Task -
Your answer should be the complete data, copied exactly.

Collected data -
===

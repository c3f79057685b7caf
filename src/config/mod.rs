mod file_config;

pub use file_config::{CollectorConfig, CrawlerConfig, FileConfig, StatusStoreConfig};

use crate::server::RequestsLoggingLevel;
use anyhow::{bail, Result};
use clap::ValueEnum;
use std::path::PathBuf;
use std::time::Duration;

pub const DEFAULT_USER_AGENT: &str =
    "Mozilla/5.0 (X11; Linux x86_64) AppleWebKit/537.36 (KHTML, like Gecko) Chrome/120.0 Safari/537.36";

/// CLI arguments that can be used for config resolution.
/// This struct mirrors the CLI arguments that can be overridden by TOML config.
#[derive(Debug, Clone, Default)]
pub struct CliConfig {
    pub db_dir: Option<PathBuf>,
    pub port: u16,
    pub logging_level: RequestsLoggingLevel,
    pub metadata_api_url: Option<String>,
    pub problem_site_url: Option<String>,
    pub http_timeout_sec: u64,
    pub prune_interval_minutes: u64,
}

#[derive(Debug, Clone)]
pub struct AppConfig {
    // Core settings
    pub db_dir: PathBuf,
    pub port: u16,
    pub logging_level: RequestsLoggingLevel,
    pub metadata_api_url: String,
    pub problem_site_url: String,
    pub http_timeout_sec: u64,
    pub prune_interval_minutes: u64,
    pub crawler_user_agent: String,
    pub status_store: StatusStoreEngine,

    // Feature configs (with defaults)
    pub collector: CollectorSettings,
}

#[derive(Debug, Clone, Copy, PartialEq, Eq)]
pub enum StatusStoreEngine {
    Sqlite,
    Memory,
}

impl StatusStoreEngine {
    fn parse(s: &str) -> Option<Self> {
        match s.to_ascii_lowercase().as_str() {
            "sqlite" => Some(StatusStoreEngine::Sqlite),
            "memory" => Some(StatusStoreEngine::Memory),
            _ => None,
        }
    }
}

impl AppConfig {
    /// Resolve configuration from CLI arguments and optional TOML file config.
    /// TOML values override CLI values where present.
    pub fn resolve(cli: &CliConfig, file_config: Option<FileConfig>) -> Result<Self> {
        let file = file_config.unwrap_or_default();

        let db_dir = file
            .db_dir
            .map(PathBuf::from)
            .or_else(|| cli.db_dir.clone())
            .ok_or_else(|| {
                anyhow::anyhow!("db_dir must be specified via --db-dir or in config file")
            })?;

        if !db_dir.exists() {
            bail!("Database directory does not exist: {:?}", db_dir);
        }
        if !db_dir.is_dir() {
            bail!("db_dir is not a directory: {:?}", db_dir);
        }

        let port = file.port.unwrap_or(cli.port);

        let logging_level = file
            .logging_level
            .and_then(|s| parse_logging_level(&s))
            .unwrap_or_else(|| cli.logging_level.clone());

        let metadata_api_url = file
            .metadata_api_url
            .or_else(|| cli.metadata_api_url.clone())
            .ok_or_else(|| anyhow::anyhow!("metadata_api_url must be specified"))?;
        let problem_site_url = file
            .problem_site_url
            .or_else(|| cli.problem_site_url.clone())
            .ok_or_else(|| anyhow::anyhow!("problem_site_url must be specified"))?;

        let http_timeout_sec = file.http_timeout_sec.unwrap_or(cli.http_timeout_sec);
        if http_timeout_sec == 0 {
            bail!("http_timeout_sec must be greater than 0");
        }
        let prune_interval_minutes = file
            .prune_interval_minutes
            .unwrap_or(cli.prune_interval_minutes);

        let crawler_user_agent = file
            .crawler
            .and_then(|c| c.user_agent)
            .unwrap_or_else(|| DEFAULT_USER_AGENT.to_string());

        let status_store = match file.status_store.and_then(|s| s.engine) {
            None => StatusStoreEngine::Sqlite,
            Some(engine) => match StatusStoreEngine::parse(&engine) {
                Some(engine) => engine,
                None => bail!("Unknown status store engine: {}", engine),
            },
        };

        let defaults = CollectorSettings::default();
        let c = file.collector.unwrap_or_default();
        let collector = CollectorSettings {
            max_concurrent_jobs: c
                .max_concurrent_jobs
                .unwrap_or(defaults.max_concurrent_jobs),
            max_import_range: c.max_import_range.unwrap_or(defaults.max_import_range),
            status_ttl: c
                .status_ttl_hours
                .map(|h| Duration::from_secs(h * 60 * 60))
                .unwrap_or(defaults.status_ttl),
            metadata_pacing: c
                .metadata_pacing_ms
                .map(Duration::from_millis)
                .unwrap_or(defaults.metadata_pacing),
            crawl_pacing_min: c
                .crawl_pacing_min_ms
                .map(Duration::from_millis)
                .unwrap_or(defaults.crawl_pacing_min),
            crawl_pacing_max: c
                .crawl_pacing_max_ms
                .map(Duration::from_millis)
                .unwrap_or(defaults.crawl_pacing_max),
            import_checkpoint_interval: c
                .import_checkpoint_interval
                .unwrap_or(defaults.import_checkpoint_interval),
            crawl_checkpoint_interval: c
                .crawl_checkpoint_interval
                .unwrap_or(defaults.crawl_checkpoint_interval),
        };
        collector.validate()?;

        Ok(Self {
            db_dir,
            port,
            logging_level,
            metadata_api_url,
            problem_site_url,
            http_timeout_sec,
            prune_interval_minutes,
            crawler_user_agent,
            status_store,
            collector,
        })
    }

    pub fn problem_db_path(&self) -> PathBuf {
        self.db_dir.join("problems.db")
    }

    pub fn status_db_path(&self) -> PathBuf {
        self.db_dir.join("job_status.db")
    }

    pub fn http_timeout(&self) -> Duration {
        Duration::from_secs(self.http_timeout_sec)
    }
}

/// Tunables for the collection jobs.
#[derive(Debug, Clone)]
pub struct CollectorSettings {
    /// Jobs allowed to run at once; further launches stay PENDING until a slot frees up.
    pub max_concurrent_jobs: usize,
    /// Largest id range a single metadata import may cover.
    pub max_import_range: u32,
    pub status_ttl: Duration,
    pub metadata_pacing: Duration,
    pub crawl_pacing_min: Duration,
    pub crawl_pacing_max: Duration,
    pub import_checkpoint_interval: u64,
    pub crawl_checkpoint_interval: u64,
}

impl Default for CollectorSettings {
    fn default() -> Self {
        Self {
            max_concurrent_jobs: 4,
            max_import_range: 10_000,
            status_ttl: Duration::from_secs(24 * 60 * 60),
            metadata_pacing: Duration::from_millis(500),
            crawl_pacing_min: Duration::from_millis(2000),
            crawl_pacing_max: Duration::from_millis(4000),
            import_checkpoint_interval: 10,
            crawl_checkpoint_interval: 1,
        }
    }
}

impl CollectorSettings {
    pub fn validate(&self) -> Result<()> {
        if self.max_concurrent_jobs == 0 {
            bail!("max_concurrent_jobs must be greater than 0");
        }
        if self.max_import_range == 0 {
            bail!("max_import_range must be greater than 0");
        }
        if self.crawl_pacing_min > self.crawl_pacing_max {
            bail!(
                "crawl pacing band is inverted: min {:?} > max {:?}",
                self.crawl_pacing_min,
                self.crawl_pacing_max
            );
        }
        if self.import_checkpoint_interval == 0 || self.crawl_checkpoint_interval == 0 {
            bail!("checkpoint intervals must be greater than 0");
        }
        Ok(())
    }
}

/// Parses a logging level string into RequestsLoggingLevel.
/// Uses clap's ValueEnum trait for parsing.
fn parse_logging_level(s: &str) -> Option<RequestsLoggingLevel> {
    RequestsLoggingLevel::from_str(s, true).ok()
}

===

Solution below -
repository c3f79057685b7caf
filename src/config/mod.rs
mod file_config;

pub use file_config::{CollectorConfig, CrawlerConfig, FileConfig, StatusStoreConfig};

use crate::server::RequestsLoggingLevel;
use anyhow::{bail, Result};
use clap::ValueEnum;
use std::path::PathBuf;
use std::time::Duration;

pub const DEFAULT_USER_AGENT: &str =
    "Mozilla/5.0 (X11; Linux x86_64) AppleWebKit/537.36 (KHTML, like Gecko) Chrome/120.0 Safari/537.36";

/// CLI arguments that can be used for config resolution.
/// This struct mirrors the CLI arguments that can be overridden by TOML config.
#[derive(Debug, Clone, Default)]
pub struct CliConfig {
    pub db_dir: Option<PathBuf>,
    pub port: u16,
    pub logging_level: RequestsLoggingLevel,
    pub metadata_api_url: Option<String>,
    pub problem_site_url: Option<String>,
    pub http_timeout_sec: u64,
    pub prune_interval_minutes: u64,
}

#[derive(Debug, Clone)]
pub struct AppConfig {
    // Core settings
    pub db_dir: PathBuf,
    pub port: u16,
    pub logging_level: RequestsLoggingLevel,
    pub metadata_api_url: String,
    pub problem_site_url: String,
    pub http_timeout_sec: u64,
    pub prune_interval_minutes: u64,
    pub crawler_user_agent: String,
    pub status_store: StatusStoreEngine,

    // Feature configs (with defaults)
    pub collector: CollectorSettings,
}

#[derive(Debug, Clone, Copy, PartialEq, Eq)]
pub enum StatusStoreEngine {
    Sqlite,
    Memory,
}

impl StatusStoreEngine {
    fn parse(s: &str) -> Option<Self> {
        match s.to_ascii_lowercase().as_str() {
            "sqlite" => Some(StatusStoreEngine::Sqlite),
            "memory" => Some(StatusStoreEngine::Memory),
            _ => None,
        }
    }
}

impl AppConfig {
    /// Resolve configuration from CLI arguments and optional TOML file config.
    /// TOML values override CLI values where present.
    pub fn resolve(cli: &CliConfig, file_config: Option<FileConfig>) -> Result<Self> {
        let file = file_config.unwrap_or_default();

        let db_dir = file
            .db_dir
            .map(PathBuf::from)
            .or_else(|| cli.db_dir.clone())
            .ok_or_else(|| {
                anyhow::anyhow!("db_dir must be specified via --db-dir or in config file")
            })?;

        if !db_dir.exists() {
            bail!("Database directory does not exist: {:?}", db_dir);
        }
        if !db_dir.is_dir() {
            bail!("db_dir is not a directory: {:?}", db_dir);
        }

        let port = file.port.unwrap_or(cli.port);

        let logging_level = file
            .logging_level
            .and_then(|s| parse_logging_level(&s))
            .unwrap_or_else(|| cli.logging_level.clone());

        let metadata_api_url = file
            .metadata_api_url
            .or_else(|| cli.metadata_api_url.clone())
            .ok_or_else(|| anyhow::anyhow!("metadata_api_url must be specified"))?;
        let problem_site_url = file
            .problem_site_url
            .or_else(|| cli.problem_site_url.clone())
            .ok_or_else(|| anyhow::anyhow!("problem_site_url must be specified"))?;

        let http_timeout_sec = file.http_timeout_sec.unwrap_or(cli.http_timeout_sec);
        if http_timeout_sec == 0 {
            bail!("http_timeout_sec must be greater than 0");
        }
        let prune_interval_minutes = file
            .prune_interval_minutes
            .unwrap_or(cli.prune_interval_minutes);

        let crawler_user_agent = file
            .crawler
            .and_then(|c| c.user_agent)
            .unwrap_or_else(|| DEFAULT_USER_AGENT.to_string());

        let status_store = match file.status_store.and_then(|s| s.engine) {
            None => StatusStoreEngine::Sqlite,
            Some(engine) => match StatusStoreEngine::parse(&engine) {
                Some(engine) => engine,
                None => bail!("Unknown status store engine: {}", engine),
            },
        };

        let defaults = CollectorSettings::default();
        let c = file.collector.unwrap_or_default();
        let collector = CollectorSettings {
            max_concurrent_jobs: c
                .max_concurrent_jobs
                .unwrap_or(defaults.max_concurrent_jobs),
            max_import_range: c.max_import_range.unwrap_or(defaults.max_import_range),
            status_ttl: c
                .status_ttl_hours
                .map(|h| Duration::from_secs(h * 60 * 60))
                .unwrap_or(defaults.status_ttl),
            metadata_pacing: c
                .metadata_pacing_ms
                .map(Duration::from_millis)
                .unwrap_or(defaults.metadata_pacing),
            crawl_pacing_min: c
                .crawl_pacing_min_ms
                .map(Duration::from_millis)
                .unwrap_or(defaults.crawl_pacing_min),
            crawl_pacing_max: c
                .crawl_pacing_max_ms
                .map(Duration::from_millis)
                .unwrap_or(defaults.crawl_pacing_max),
            import_checkpoint_interval: c
                .import_checkpoint_interval
                .unwrap_or(defaults.import_checkpoint_interval),
            crawl_checkpoint_interval: c
                .crawl_checkpoint_interval
                .unwrap_or(defaults.crawl_checkpoint_interval),
        };
        collector.validate()?;

        Ok(Self {
            db_dir,
            port,
            logging_level,
            metadata_api_url,
            problem_site_url,
            http_timeout_sec,
            prune_interval_minutes,
            crawler_user_agent,
            status_store,
            collector,
        })
    }

    pub fn problem_db_path(&self) -> PathBuf {
        self.db_dir.join("problems.db")
    }

    pub fn status_db_path(&self) -> PathBuf {
        self.db_dir.join("job_status.db")
    }

    pub fn http_timeout(&self) -> Duration {
        Duration::from_secs(self.http_timeout_sec)
    }
}

/// Tunables for the collection jobs.
#[derive(Debug, Clone)]
pub struct CollectorSettings {
    /// Jobs allowed to run at once; further launches stay PENDING until a slot frees up.
    pub max_concurrent_jobs: usize,
    /// Largest id range a single metadata import may cover.
    pub max_import_range: u32,
    pub status_ttl: Duration,
    pub metadata_pacing: Duration,
    pub crawl_pacing_min: Duration,
    pub crawl_pacing_max: Duration,
    pub import_checkpoint_interval: u64,
    pub crawl_checkpoint_interval: u64,
}

impl Default for CollectorSettings {
    fn default() -> Self {
        Self {
            max_concurrent_jobs: 4,
            max_import_range: 10_000,
            status_ttl: Duration::from_secs(24 * 60 * 60),
            metadata_pacing: Duration::from_millis(500),
            crawl_pacing_min: Duration::from_millis(2000),
            crawl_pacing_max: Duration::from_millis(4000),
            import_checkpoint_interval: 10,
            crawl_checkpoint_interval: 1,
        }
    }
}

impl CollectorSettings {
    pub fn validate(&self) -> Result<()> {
        if self.max_concurrent_jobs == 0 {
            bail!("max_concurrent_jobs must be greater than 0");
        }
        if self.max_import_range == 0 {
            bail!("max_import_range must be greater than 0");
        }
        if self.crawl_pacing_min > self.crawl_pacing_max {
            bail!(
                "crawl pacing band is inverted: min {:?} > max {:?}",
                self.crawl_pacing_min,
                self.crawl_pacing_max
            );
        }
        if self.import_checkpoint_interval == 0 || self.crawl_checkpoint_interval == 0 {
            bail!("checkpoint intervals must be greater than 0");
        }
        Ok(())
    }
}

/// Parses a logging level string into RequestsLoggingLevel.
/// Uses clap's ValueEnum trait for parsing.
fn parse_logging_level(s: &str) -> Option<RequestsLoggingLevel> {
    RequestsLoggingLevel::from_str(s, true).ok()
}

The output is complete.